Despite an impressive start to October, banks continue to reduce their year-end gold price cuts. Commerzbank lowered its assumption by another $100 amid rising Fed rate hike expectations. Erste Bank, on the other hand, predicts that gold will settle around $1,700 in the fourth quarter.
“Gold is unlikely to open the door for precious gains”

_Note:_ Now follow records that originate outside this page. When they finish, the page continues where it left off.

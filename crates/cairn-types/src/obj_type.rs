use std::fmt;

use serde::{Deserialize, Serialize};

/// Tag naming a model type (e.g. `"cms/page"`, `"object_route"`).
///
/// Type tags partition the object store and the object cache: the same
/// [`ObjectId`](crate::ObjectId) may exist under different tags.
#[derive(Clone, PartialEq, Eq, Hash, PartialOrd, Ord, Serialize, Deserialize)]
#[serde(transparent)]
pub struct ObjType(String);

impl ObjType {
    /// Create a type tag.
    pub fn new(tag: impl Into<String>) -> Self {
        Self(tag.into())
    }

    /// The tag as a string slice.
    pub fn as_str(&self) -> &str {
        &self.0
    }
}

impl fmt::Debug for ObjType {
    fn fmt(&self, f: &mut fmt::Formatter<'_>) -> fmt::Result {
        write!(f, "ObjType({})", self.0)
    }
}

impl fmt::Display for ObjType {
    fn fmt(&self, f: &mut fmt::Formatter<'_>) -> fmt::Result {
        f.write_str(&self.0)
    }
}

impl From<&str> for ObjType {
    fn from(tag: &str) -> Self {
        Self::new(tag)
    }
}

impl From<String> for ObjType {
    fn from(tag: String) -> Self {
        Self(tag)
    }
}
//! Revision snapshots taken before each update of a revisionable object.

use cairn_store::{Direction, Model, ObjectStore, Query};
use cairn_types::{Fields, ObjType, ObjectId, Record, Timestamp, TypeError, TypeResult};
use serde_json::Value;
use tracing::debug;

use crate::diff::{diff_fields, FieldDiff};
use crate::error::LifecycleResult;

/// Type tag under which revisions are stored.
pub const REVISION_TYPE: &str = "object_revision";

// ---------------------------------------------------------------------------
// ObjectRevision
// ---------------------------------------------------------------------------

/// One immutable snapshot of an object's state around an update.
#[derive(Clone, Debug, PartialEq)]
pub struct ObjectRevision {
    pub id: Option<ObjectId>,
    pub target_type: ObjType,
    pub target_id: ObjectId,
    /// 1-based, increasing per target.
    pub rev_num: i64,
    pub rev_ts: Option<Timestamp>,
    pub rev_user: Option<String>,
    /// Stored state before the update (empty if nothing was stored).
    pub data_prev: Fields,
    /// State about to be written.
    pub data_obj: Fields,
    pub data_diff: FieldDiff,
}

impl ObjectRevision {
    /// Build the snapshot for `target` given its previously stored state.
    pub fn capture(
        target: &Record,
        target_id: ObjectId,
        previous: Option<&Record>,
        rev_num: i64,
    ) -> Self {
        let data_prev = previous.map(Record::to_flat_map).unwrap_or_default();
        let data_obj = target.to_flat_map();
        let data_diff = diff_fields(&data_prev, &data_obj);
        Self {
            id: None,
            target_type: target.obj_type.clone(),
            target_id,
            rev_num,
            rev_ts: None,
            rev_user: None,
            data_prev,
            data_obj,
            data_diff,
        }
    }

    /// The prior state as a record of the target type, ready to be saved back.
    pub fn previous_record(&self) -> Record {
        self.target_record(&self.data_prev)
    }

    /// The state written by this revision's update, as a target record.
    pub fn object_record(&self) -> Record {
        self.target_record(&self.data_obj)
    }

    fn target_record(&self, fields: &Fields) -> Record {
        let mut record = Record::new(self.target_type.clone());
        record.fields = fields.clone();
        record.remove("id");
        record.id = Some(self.target_id.clone());
        record
    }
}

fn fields_of(record: &Record, field: &str) -> TypeResult<Fields> {
    match record.get(field) {
        None => Ok(Fields::new()),
        Some(Value::Object(map)) => Ok(map.clone().into_iter().collect()),
        Some(_) => Err(TypeError::field(field, "an object")),
    }
}

fn fields_value(fields: &Fields) -> Value {
    Value::Object(fields.clone().into_iter().collect())
}

impl Model for ObjectRevision {
    fn obj_type(&self) -> ObjType {
        REVISION_TYPE.into()
    }

    fn id(&self) -> Option<&ObjectId> {
        self.id.as_ref()
    }

    fn set_id(&mut self, id: Option<ObjectId>) {
        self.id = id;
    }

    fn to_record(&self) -> Record {
        let mut record = Record::new(REVISION_TYPE)
            .with("target_type", self.target_type.as_str())
            .with("target_id", self.target_id.to_value())
            .with("rev_num", self.rev_num)
            .with("data_prev", fields_value(&self.data_prev))
            .with("data_obj", fields_value(&self.data_obj))
            .with("data_diff", self.data_diff.to_value());
        record.id = self.id.clone();
        record.set_timestamp("rev_ts", self.rev_ts);
        record.set_opt_str("rev_user", self.rev_user.as_deref());
        record
    }

    fn from_record(record: &Record) -> TypeResult<Self> {
        let target_type = record
            .get_str("target_type")?
            .ok_or_else(|| TypeError::field("target_type", "a type tag"))?;
        let target_id = record
            .get_id("target_id")?
            .ok_or_else(|| TypeError::field("target_id", "an identifier"))?;
        let data_diff = match record.get("data_diff") {
            None => FieldDiff::default(),
            Some(value) => serde_json::from_value(value.clone())
                .map_err(|e| TypeError::Serialization(e.to_string()))?,
        };
        Ok(Self {
            id: record.id.clone(),
            target_type: target_type.into(),
            target_id,
            rev_num: record.get_i64("rev_num")?.unwrap_or_default(),
            rev_ts: record.get_timestamp("rev_ts")?,
            rev_user: record.get_str("rev_user")?,
            data_prev: fields_of(record, "data_prev")?,
            data_obj: fields_of(record, "data_obj")?,
            data_diff,
        })
    }
}

// ---------------------------------------------------------------------------
// RevisionLog
// ---------------------------------------------------------------------------

/// Read and append access to the revisions of stored objects.
#[derive(Clone, Copy)]
pub struct RevisionLog<'a> {
    store: &'a dyn ObjectStore,
}

impl<'a> RevisionLog<'a> {
    pub fn new(store: &'a dyn ObjectStore) -> Self {
        Self { store }
    }

    fn for_target(obj_type: &ObjType, id: &ObjectId) -> Query {
        Query::new(REVISION_TYPE)
            .filter("target_type", obj_type.as_str())
            .filter("target_id", id.to_value())
    }

    fn decode(records: Vec<Record>) -> LifecycleResult<Vec<ObjectRevision>> {
        records
            .iter()
            .map(|r| ObjectRevision::from_record(r).map_err(Into::into))
            .collect()
    }

    /// Every revision of a target, oldest first.
    pub fn list(
        &self,
        obj_type: &ObjType,
        id: &ObjectId,
    ) -> LifecycleResult<Vec<ObjectRevision>> {
        let query = Self::for_target(obj_type, id).order_by("rev_num", Direction::Asc);
        Self::decode(self.store.query(&query)?)
    }

    /// The most recent revision of a target.
    pub fn latest(
        &self,
        obj_type: &ObjType,
        id: &ObjectId,
    ) -> LifecycleResult<Option<ObjectRevision>> {
        let query = Self::for_target(obj_type, id)
            .order_by("rev_num", Direction::Desc)
            .page(1, 1);
        Ok(Self::decode(self.store.query(&query)?)?.into_iter().next())
    }

    /// A specific revision by number.
    pub fn get(
        &self,
        obj_type: &ObjType,
        id: &ObjectId,
        rev_num: i64,
    ) -> LifecycleResult<Option<ObjectRevision>> {
        let query = Self::for_target(obj_type, id)
            .filter("rev_num", rev_num)
            .page(1, 1);
        Ok(Self::decode(self.store.query(&query)?)?.into_iter().next())
    }

    pub fn count(&self, obj_type: &ObjType, id: &ObjectId) -> LifecycleResult<usize> {
        Ok(self.store.count(&Self::for_target(obj_type, id))?)
    }

    /// Number the next revision of a target would get.
    pub fn next_rev_num(&self, obj_type: &ObjType, id: &ObjectId) -> LifecycleResult<i64> {
        Ok(self.latest(obj_type, id)?.map_or(1, |r| r.rev_num + 1))
    }

    /// Persist a new revision, assigning its number and identity.
    pub fn append(&self, revision: &mut ObjectRevision) -> LifecycleResult<()> {
        revision.rev_num = self.next_rev_num(&revision.target_type, &revision.target_id)?;
        let id = self.store.save(&revision.to_record())?;
        debug!(
            target_type = %revision.target_type,
            target_id = %revision.target_id,
            rev_num = revision.rev_num,
            "revision recorded"
        );
        revision.id = Some(id);
        Ok(())
    }
}

impl std::fmt::Debug for RevisionLog<'_> {
    fn fmt(&self, f: &mut std::fmt::Formatter<'_>) -> std::fmt::Result {
        f.debug_struct("RevisionLog").finish_non_exhaustive()
    }
}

Commerzbank expects gold to close the year at $1,700 after lowering its August assumption from $2,000 to $1,800. The main reason for this lack of optimism is a more aggressive Federal Reserve projection that will keep the US dollar high and gold under heavy pressure. The bank expects the Fed to raise another 175 basis points in tightening cycles before the pause. Commerzbank analyst Carsten Fritsch comments:
Our economists expect the Fed to raise rates to 5% by the spring of 2023. In other words, it will increase 175 basis points from its current level. Therefore, the US dollar will likely remain strong for a while. Our currency strategists predict that the EUR-USD pair will remain significantly lower in the coming months. But it believes it will recover again in the second quarter of 2023.
For gold, this means the rest of 2022 is unlikely to open the door for valuable gains. Commerzbank also lowered its expectations for next year. Fritsch interprets the issue as follows:
The wind against gold will therefore continue for a valuable time. Therefore, we revised down our gold price assumption for the end of this year to $1,700 (previously $1,800). The obviously higher interest rate claim and lower forecast for EUR-USD also translates into a lower path for the gold price next year. We expect gold to climb to $1,800 (previously $1,900) by the end of 2023.
Commerzbank: Gold price rally won’t last long
The bank’s downgrade comes concurrently with many banks lowering their forecasts to signify a hawkish Fed, a strong dollar and higher yields. Demand for expensive metals fell despite inflationary pressures and geopolitical risks. Gold’s losses for the sixth consecutive month from April to September surprised analysts. Carsten Fritsch explains:
Last month and the quarter now ending have been extremely tough for gold. September ended with a 3% loss for gold. This was actually the sixth month in a row. The last time he had such a streak of defeat was four years ago. Gold posted an 8% loss in the third quarter, the biggest since the first quarter of 2021. The gold price, which was 1,615 dollars, recorded the lowest level in 2.5 years at the end of September.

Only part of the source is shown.